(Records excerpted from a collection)
-- Opening Marker --

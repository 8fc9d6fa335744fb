//! Multiple-reader / single-writer lock guarding the clipping state.
//!
//! The desktop thread takes the write lock whenever it changes stacking,
//! geometry or visibility. Window threads take the read lock while they
//! redraw or run an update session against their own window. Rules:
//!
//! - any number of readers, or exactly one writer;
//! - the writer is reentrant (nesting is counted per owning thread);
//! - the writer may take nested read locks;
//! - readers are NOT reentrant, and a reader may not upgrade to writer.
//!   Both are debug-asserted.
//! - a waiting writer blocks new readers, so the desktop thread cannot be
//!   starved by a stream of window threads.

use std::sync::{Condvar, Mutex, MutexGuard, PoisonError};
use std::thread::{self, ThreadId};

use tracing::trace;

#[derive(Debug, Default)]
struct LockState {
    readers: usize,
    writer: Option<ThreadId>,
    write_nesting: u32,
    /// read locks taken by the writer thread while it owns the lock
    writer_reads: u32,
    waiting_writers: usize,
    #[cfg(debug_assertions)]
    reader_threads: Vec<ThreadId>,
}

/// The clipping lock shared by the desktop and all window threads
#[derive(Debug, Default)]
pub struct MultiLocker {
    state: Mutex<LockState>,
    changed: Condvar,
}

impl MultiLocker {
    pub fn new() -> Self {
        Self::default()
    }

    fn state(&self) -> MutexGuard<'_, LockState> {
        self.state.lock().unwrap_or_else(PoisonError::into_inner)
    }

    fn wait<'a>(&self, guard: MutexGuard<'a, LockState>) -> MutexGuard<'a, LockState> {
        self.changed
            .wait(guard)
            .unwrap_or_else(PoisonError::into_inner)
    }

    /// Acquire shared access. Must not be nested on a thread that already
    /// holds a read lock (unless that thread is the writer).
    pub fn read_lock(&self) -> ReadLockGuard<'_> {
        let me = thread::current().id();
        let mut state = self.state();

        if state.writer == Some(me) {
            state.writer_reads += 1;
            return ReadLockGuard { locker: self };
        }

        #[cfg(debug_assertions)]
        debug_assert!(
            !state.reader_threads.contains(&me),
            "MultiLocker: nested read lock on the same thread"
        );

        while state.writer.is_some() || state.waiting_writers > 0 {
            state = self.wait(state);
        }
        state.readers += 1;
        #[cfg(debug_assertions)]
        state.reader_threads.push(me);

        ReadLockGuard { locker: self }
    }

    fn read_unlock(&self) {
        let me = thread::current().id();
        let mut state = self.state();

        if state.writer == Some(me) && state.writer_reads > 0 {
            state.writer_reads -= 1;
            return;
        }

        state.readers = state.readers.saturating_sub(1);
        #[cfg(debug_assertions)]
        {
            if let Some(pos) = state.reader_threads.iter().position(|t| *t == me) {
                state.reader_threads.swap_remove(pos);
            }
        }
        if state.readers == 0 {
            self.changed.notify_all();
        }
    }

    /// Acquire exclusive access. Reentrant on the owning thread.
    pub fn write_lock(&self) -> WriteLockGuard<'_> {
        let me = thread::current().id();
        let mut state = self.state();

        if state.writer == Some(me) {
            state.write_nesting += 1;
            return WriteLockGuard { locker: self };
        }

        #[cfg(debug_assertions)]
        debug_assert!(
            !state.reader_threads.contains(&me),
            "MultiLocker: a reader cannot upgrade to the write lock"
        );

        state.waiting_writers += 1;
        while state.writer.is_some() || state.readers > 0 {
            state = self.wait(state);
        }
        state.waiting_writers -= 1;
        state.writer = Some(me);
        state.write_nesting = 1;
        trace!("clipping write lock acquired");

        WriteLockGuard { locker: self }
    }

    fn write_unlock(&self) {
        let mut state = self.state();
        debug_assert_eq!(
            state.writer,
            Some(thread::current().id()),
            "MultiLocker: write unlock from a thread that does not own it"
        );

        state.write_nesting = state.write_nesting.saturating_sub(1);
        if state.write_nesting == 0 {
            debug_assert_eq!(state.writer_reads, 0, "write lock released with nested reads");
            state.writer = None;
            state.writer_reads = 0;
            trace!("clipping write lock released");
            self.changed.notify_all();
        }
    }

    /// Does the calling thread hold the write lock?
    pub fn is_write_locked(&self) -> bool {
        self.state().writer == Some(thread::current().id())
    }

    /// Does anyone hold a read lock (the writer's nested reads count)?
    pub fn is_read_locked(&self) -> bool {
        let state = self.state();
        state.readers > 0 || state.writer_reads > 0
    }
}

/// Shared access, released on drop
#[must_use = "the read lock is released as soon as the guard is dropped"]
#[derive(Debug)]
pub struct ReadLockGuard<'a> {
    locker: &'a MultiLocker,
}

impl Drop for ReadLockGuard<'_> {
    fn drop(&mut self) {
        self.locker.read_unlock();
    }
}

/// Exclusive access, released on drop
#[must_use = "the write lock is released as soon as the guard is dropped"]
#[derive(Debug)]
pub struct WriteLockGuard<'a> {
    locker: &'a MultiLocker,
}

impl Drop for WriteLockGuard<'_> {
    fn drop(&mut self) {
        self.locker.write_unlock();
    }
}
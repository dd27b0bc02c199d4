/*!
 * # subshift - timecode shifting for SRT subtitles
 *
 * A Rust library for moving SRT subtitle timecodes by a fixed offset.
 *
 * ## Features
 *
 * - Strict SRT parsing into entries with index, timing and text lines
 * - Shifting all entries, an index range, or entries inside a time window
 * - Shifted documents are independent copies of the input
 * - Canonical SRT output
 * - Batch processing of files and directories from the command line
 *
 * ## Architecture
 *
 * The library is organized in these main modules:
 * - `timecode`: `HH:MM:SS,mmm` <-> millisecond conversion
 * - `subtitle_processor`: Document model, SRT parser and formatter
 * - `time_shift`: Shift requests, selection policies and the shift engine
 * - `app_config`: Configuration management
 * - `file_utils`: File system operations
 * - `app_controller`: Batch controller used by the CLI
 * - `errors`: Custom error types for the application
 *
 * ## License
 *
 * This project is licensed under the MIT License
 */

// Global lints configuration
// These lints will be allowed but not auto-fixed
#![allow(clippy::uninlined_format_args)]
#![allow(clippy::redundant_closure_for_method_calls)]

// Public modules
pub mod app_config;
pub mod file_utils;
pub mod subtitle_processor;
pub mod time_shift;
pub mod timecode;
pub mod app_controller;
pub mod errors;

// Re-export main types for easier usage
pub use app_config::Config;
pub use subtitle_processor::{format_srt, FileStats, SubtitleDocument, SubtitleEntry};
pub use time_shift::{apply_shift, shift_entry, timing_changes, IndexRange, Selection, ShiftRequest, TimeWindow, TimingChange};
pub use timecode::{format_timecode, parse_timecode};
pub use errors::{AppError, SubtitleError, TimecodeError};
use anyhow::{anyhow, Context, Result};
use log::{error, warn, info, debug};
use indicatif::{ProgressBar, ProgressStyle};
use std::io::IsTerminal;
use std::path::{Path, PathBuf};
use crate::app_config::Config;
use crate::errors::{AppError, SubtitleError};
use crate::file_utils::FileManager;
use crate::subtitle_processor::{FileStats, SubtitleDocument};
use crate::time_shift::{apply_shift, timing_changes, ShiftRequest};

// @module: Application controller for batch subtitle shifting

/// Options for one run, as given on the command line
#[derive(Debug, Clone, Default, PartialEq)]
pub struct ShiftOptions {
    /// Milliseconds to shift by
    pub shift_ms: i64,

    /// Index range such as `5-10`
    pub range: Option<String>,

    /// Start of a time window
    pub from: Option<String>,

    /// End of a time window
    pub to: Option<String>,

    /// Explicit output file, single input only
    pub output: Option<PathBuf>,

    /// Directory receiving the shifted files under their original names
    pub outdir: Option<PathBuf>,

    /// Overwrite the input files
    pub in_place: bool,

    /// Print the shifted SRT instead of saving
    pub dry_run: bool,

    /// Print the timing changes instead of saving
    pub diff: bool,
}

impl ShiftOptions {
    /// Reject contradictory option combinations before any file is touched
    pub fn validate(&self, input_count: usize) -> Result<(), AppError> {
        let conflict = |message: &str| -> Result<(), AppError> {
            Err(AppError::Config(message.to_string()))
        };

        if self.range.is_some() && (self.from.is_some() || self.to.is_some()) {
            return conflict("You cannot use -r/--range together with --from or --to");
        }
        if self.from.is_some() != self.to.is_some() {
            return conflict("You must use both --from and --to together");
        }
        if self.in_place && self.output.is_some() {
            return conflict("You cannot use --in-place together with -o/--output");
        }
        if self.in_place && self.outdir.is_some() {
            return conflict("You cannot use --in-place together with --outdir");
        }
        if self.output.is_some() && self.outdir.is_some() {
            return conflict("You cannot use -o/--output together with --outdir");
        }
        if self.dry_run && self.diff {
            return conflict("You cannot use --dry-run together with --diff");
        }
        if self.output.is_some() && input_count > 1 {
            return conflict("-o/--output can only be used with a single input file");
        }
        Ok(())
    }

    /// Build the shift request these options describe
    pub fn shift_request(&self) -> Result<ShiftRequest, SubtitleError> {
        ShiftRequest::from_cli(
            self.shift_ms,
            self.range.as_deref(),
            self.from.as_deref(),
            self.to.as_deref(),
        )
    }

    /// Whether results are printed rather than saved
    pub fn is_preview(&self) -> bool {
        self.dry_run || self.diff
    }
}

/// A file that went through the whole pipeline
#[derive(Debug, Clone, PartialEq)]
pub struct ProcessedFile {
    /// Input file
    pub source: PathBuf,

    /// Written file, `None` for previews
    pub output: Option<PathBuf>,

    /// Entry counts of the shifted document
    pub stats: FileStats,
}

/// A file that could not be processed
#[derive(Debug, Clone, PartialEq)]
pub struct FailedFile {
    pub path: PathBuf,
    pub error: String,
}

/// Outcome of a batch run
#[derive(Debug, Clone, Default, PartialEq)]
pub struct BatchSummary {
    pub total_files: usize,
    pub successful: Vec<ProcessedFile>,
    pub failed: Vec<FailedFile>,
}

impl BatchSummary {
    pub fn has_failures(&self) -> bool {
        !self.failed.is_empty()
    }
}

/// Main application controller for subtitle shifting
pub struct Controller {
    // @field: App configuration
    config: Config,
}

impl Controller {
    // @method: Create a new controller with the given configuration
    pub fn with_config(config: Config) -> Result<Self> {
        config.validate().context("Configuration validation failed")?;
        Ok(Self { config })
    }

    pub fn config(&self) -> &Config {
        &self.config
    }

    /// Shift every subtitle file found under `inputs`.
    ///
    /// Files are processed one after another; a failing file is recorded in the
    /// summary and does not stop the batch.
    pub fn run<P: AsRef<Path>>(&self, inputs: &[P], options: &ShiftOptions) -> Result<BatchSummary> {
        options.validate(inputs.len())?;
        let request = options.shift_request()?;

        let files = FileManager::collect_subtitle_files(
            inputs,
            &self.config.extensions,
            self.config.include_hidden,
            self.config.follow_links,
        )?;

        if files.is_empty() {
            warn!("No subtitle files found (extensions: {})", self.config.extensions.join(", "));
            return Ok(BatchSummary::default());
        }
        if options.output.is_some() && files.len() > 1 {
            return Err(anyhow!(
                "-o/--output can only be used with a single input file, found {} files",
                files.len()
            ));
        }

        info!("Shifting {} file(s) by {}", files.len(), request);

        let progress_bar = if files.len() > 1 && !options.is_preview() {
            let progress_bar = ProgressBar::new(files.len() as u64);
            let template_result = ProgressStyle::default_bar()
                .template("{spinner:.green} [{elapsed_precise}] [{bar:40.cyan/blue}] {pos}/{len} files ({percent}%) {msg}")
                .or_else(|_| ProgressStyle::default_bar().template("{spinner} [{elapsed_precise}] [{bar:40}] {pos}/{len} ({percent}%) {msg}"))
                .unwrap_or_else(|_| ProgressStyle::default_bar());
            progress_bar.set_style(template_result.progress_chars("█▓▒░"));
            progress_bar
        } else {
            ProgressBar::hidden()
        };

        let mut summary = BatchSummary {
            total_files: files.len(),
            ..BatchSummary::default()
        };

        for file in &files {
            progress_bar.set_message(
                file.file_name()
                    .map(|name| name.to_string_lossy().to_string())
                    .unwrap_or_default(),
            );

            match self.process_file(file, options, &request) {
                Ok(processed) => summary.successful.push(processed),
                Err(e) => {
                    progress_bar.suspend(|| error!("Error processing file {}: {:#}", file.display(), e));
                    summary.failed.push(FailedFile {
                        path: file.clone(),
                        error: format!("{:#}", e),
                    });
                }
            }

            progress_bar.inc(1);
        }

        progress_bar.finish_and_clear();

        if summary.total_files > 1 {
            Self::log_summary(&summary);
        }

        Ok(summary)
    }

    /// Run one file through parse, shift, format and save (or preview)
    pub fn process_file(&self, input: &Path, options: &ShiftOptions, request: &ShiftRequest) -> Result<ProcessedFile> {
        let content = FileManager::read_to_string(input)?;

        let document = SubtitleDocument::from_srt(&content, self.output_target(input, options))
            .with_context(|| format!("Failed to parse subtitle file: {}", input.display()))?;

        let mut shifted = apply_shift(&document, request)
            .with_context(|| format!("Failed to shift subtitle file: {}", input.display()))?;

        debug!(
            "{}: shifted {} of {} entries",
            input.display(),
            shifted.stats.blocks_shifted,
            shifted.stats.blocks_total
        );

        if !options.in_place && options.outdir.is_none() {
            shifted.apply_output_name(&self.config.output_suffix, options.output.is_some())?;
        }

        let mut processed = ProcessedFile {
            source: input.to_path_buf(),
            output: None,
            stats: shifted.stats,
        };

        if options.diff {
            Self::print_diff(&document, &shifted);
            return Ok(processed);
        }

        let output_text = shifted.to_srt()
            .with_context(|| format!("Failed to format subtitle file: {}", input.display()))?;

        if options.dry_run {
            println!("{}", Self::paint("=== Dry Run Preview ===", "1;33"));
            println!("{}", output_text);
            return Ok(processed);
        }

        FileManager::write_to_file(&shifted.file_path, &output_text)?;
        info!("File processed and saved: {}", shifted.file_path.display());

        processed.output = Some(shifted.file_path);
        Ok(processed)
    }

    // @returns: Path the shifted document is named after
    fn output_target(&self, input: &Path, options: &ShiftOptions) -> PathBuf {
        if let Some(output) = &options.output {
            output.clone()
        } else if let Some(outdir) = &options.outdir {
            outdir.join(input.file_name().unwrap_or_default())
        } else {
            input.to_path_buf()
        }
    }

    fn print_diff(before: &SubtitleDocument, after: &SubtitleDocument) {
        println!("{}", Self::paint("===== Diff Preview =====", "1;33"));

        for change in timing_changes(before, after) {
            for line in change.to_string().lines() {
                let painted = if line.starts_with(" -") {
                    Self::paint(line, "31")
                } else if line.starts_with(" +") {
                    Self::paint(line, "32")
                } else {
                    line.to_string()
                };
                println!("{}", painted);
            }
        }
    }

    // @returns: Text wrapped in an ANSI color when stdout is a terminal
    fn paint(text: &str, color: &str) -> String {
        if std::io::stdout().is_terminal() {
            format!("\x1B[{}m{}\x1B[0m", color, text)
        } else {
            text.to_string()
        }
    }

    fn log_summary(summary: &BatchSummary) {
        info!("=== Batch Processing Summary ===");
        info!("Total files processed: {}", summary.total_files);
        info!("Successfully processed: {}", summary.successful.len());
        if summary.has_failures() {
            warn!("Failed files: {}", summary.failed.len());
        }

        for file in &summary.successful {
            info!(
                "File: {} (total blocks: {}, blocks shifted: {})",
                file.output.as_deref().unwrap_or(file.source.as_path()).display(),
                file.stats.blocks_total,
                file.stats.blocks_shifted
            );
        }

        for file in &summary.failed {
            error!("  {}: {}", file.path.display(), file.error);
        }
    }
}
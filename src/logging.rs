use std::env;
use std::fs;
use std::path::{Path, PathBuf};
use std::sync::OnceLock;
use tracing_appender::non_blocking::{self, WorkerGuard};
use tracing_subscriber::EnvFilter;
use tracing_subscriber::fmt::writer::{BoxMakeWriter, MakeWriterExt};

const DEFAULT_LOG_FILTER: &str = "warn,crumb=info";
const DEFAULT_LOG_FORMAT: &str = "pretty";
const DEFAULT_LOG_OUTPUT: &str = "stderr";
const DEFAULT_LOG_FILE_PATH: &str = "logs/crumb.log";

static LOG_GUARD: OnceLock<WorkerGuard> = OnceLock::new();

type InitResult = Result<(), Box<dyn std::error::Error + Send + Sync + 'static>>;

#[derive(Clone, Copy, Debug, PartialEq, Eq)]
enum LogFormat {
    Pretty,
    Json,
}

#[derive(Clone, Copy, Debug, PartialEq, Eq)]
enum LogOutput {
    Stderr,
    File,
    Both,
}

fn parse_log_format(raw: Option<&str>) -> LogFormat {
    match raw
        .unwrap_or(DEFAULT_LOG_FORMAT)
        .trim()
        .to_ascii_lowercase()
        .as_str()
    {
        "json" => LogFormat::Json,
        _ => LogFormat::Pretty,
    }
}

fn parse_log_output(raw: Option<&str>) -> LogOutput {
    match raw
        .unwrap_or(DEFAULT_LOG_OUTPUT)
        .trim()
        .to_ascii_lowercase()
        .as_str()
    {
        "file" => LogOutput::File,
        "both" => LogOutput::Both,
        _ => LogOutput::Stderr,
    }
}

fn parse_log_file_path(raw: Option<&str>) -> PathBuf {
    raw.map(str::trim)
        .filter(|value| !value.is_empty())
        .map(PathBuf::from)
        .unwrap_or_else(|| PathBuf::from(DEFAULT_LOG_FILE_PATH))
}

fn build_file_writer(path: &Path) -> std::io::Result<(non_blocking::NonBlocking, WorkerGuard)> {
    let dir = path.parent().unwrap_or_else(|| Path::new("."));
    let file_name = path
        .file_name()
        .filter(|name| !name.is_empty())
        .unwrap_or_else(|| std::ffi::OsStr::new("crumb.log"));

    fs::create_dir_all(dir)?;
    let appender = tracing_appender::rolling::daily(dir, file_name);
    Ok(tracing_appender::non_blocking(appender))
}

fn env_filter_from_env() -> EnvFilter {
    EnvFilter::try_from_default_env().unwrap_or_else(|_| EnvFilter::new(DEFAULT_LOG_FILTER))
}

fn stderr_writer() -> BoxMakeWriter {
    BoxMakeWriter::new(std::io::stderr)
}

fn init_with_writer(format: LogFormat, env_filter: EnvFilter, writer: BoxMakeWriter) -> InitResult {
    match format {
        LogFormat::Pretty => tracing_subscriber::fmt()
            .with_env_filter(env_filter)
            .with_writer(writer)
            .try_init(),
        LogFormat::Json => tracing_subscriber::fmt()
            .json()
            .with_env_filter(env_filter)
            .with_writer(writer)
            .try_init(),
    }
}

fn init_file_output(format: LogFormat, file_path: &Path, include_stderr: bool) -> InitResult {
    let fallback_message = if include_stderr {
        "using stderr only"
    } else {
        "using stderr instead"
    };

    match build_file_writer(file_path) {
        Ok((file_writer, guard)) => {
            let writer = if include_stderr {
                BoxMakeWriter::new(std::io::stderr.and(file_writer))
            } else {
                BoxMakeWriter::new(file_writer)
            };

            let init_result = init_with_writer(format, env_filter_from_env(), writer);
            if init_result.is_ok() {
                let _ = LOG_GUARD.set(guard);
            }
            init_result
        }
        Err(err) => {
            let mode = if include_stderr { "both" } else { "file" };
            eprintln!(
                "crumb: failed to initialize LOG_OUTPUT={} at '{}': {}; {}",
                mode,
                file_path.display(),
                err,
                fallback_message
            );
            init_with_writer(format, env_filter_from_env(), stderr_writer())
        }
    }
}

pub fn init() {
    let format = parse_log_format(env::var("LOG_FORMAT").ok().as_deref());
    let output = parse_log_output(env::var("LOG_OUTPUT").ok().as_deref());
    let file_path = parse_log_file_path(env::var("LOG_FILE_PATH").ok().as_deref());

    let init_result = match output {
        LogOutput::Stderr => init_with_writer(format, env_filter_from_env(), stderr_writer()),
        LogOutput::File => init_file_output(format, &file_path, false),
        LogOutput::Both => init_file_output(format, &file_path, true),
    };

    let _ = init_result;
}

#[cfg(test)]
mod tests {
    use std::path::PathBuf;

    use super::{
        DEFAULT_LOG_FILE_PATH, LogFormat, LogOutput, parse_log_file_path, parse_log_format,
        parse_log_output,
    };

    #[test]
    fn parse_log_format_defaults_to_pretty_and_accepts_json() {
        assert_eq!(parse_log_format(None), LogFormat::Pretty);
        assert_eq!(parse_log_format(Some("json")), LogFormat::Json);
        assert_eq!(parse_log_format(Some(" JSON ")), LogFormat::Json);
        assert_eq!(parse_log_format(Some("unknown")), LogFormat::Pretty);
    }

    #[test]
    fn parse_log_output_defaults_to_stderr_and_accepts_known_values() {
        assert_eq!(parse_log_output(None), LogOutput::Stderr);
        assert_eq!(parse_log_output(Some("file")), LogOutput::File);
        assert_eq!(parse_log_output(Some(" BOTH ")), LogOutput::Both);
        assert_eq!(parse_log_output(Some("unknown")), LogOutput::Stderr);
    }

    #[test]
    fn parse_log_file_path_uses_default_for_missing_or_empty_values() {
        assert_eq!(
            parse_log_file_path(None),
            PathBuf::from(DEFAULT_LOG_FILE_PATH)
        );
        assert_eq!(
            parse_log_file_path(Some("  ")),
            PathBuf::from(DEFAULT_LOG_FILE_PATH)
        );
        assert_eq!(
            parse_log_file_path(Some("custom/crumb.log")),
            PathBuf::from("custom/crumb.log")
        );
    }
}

-- Closing Marker --

Reply with only the number of lines in the entries that hold the word "upgrade".

2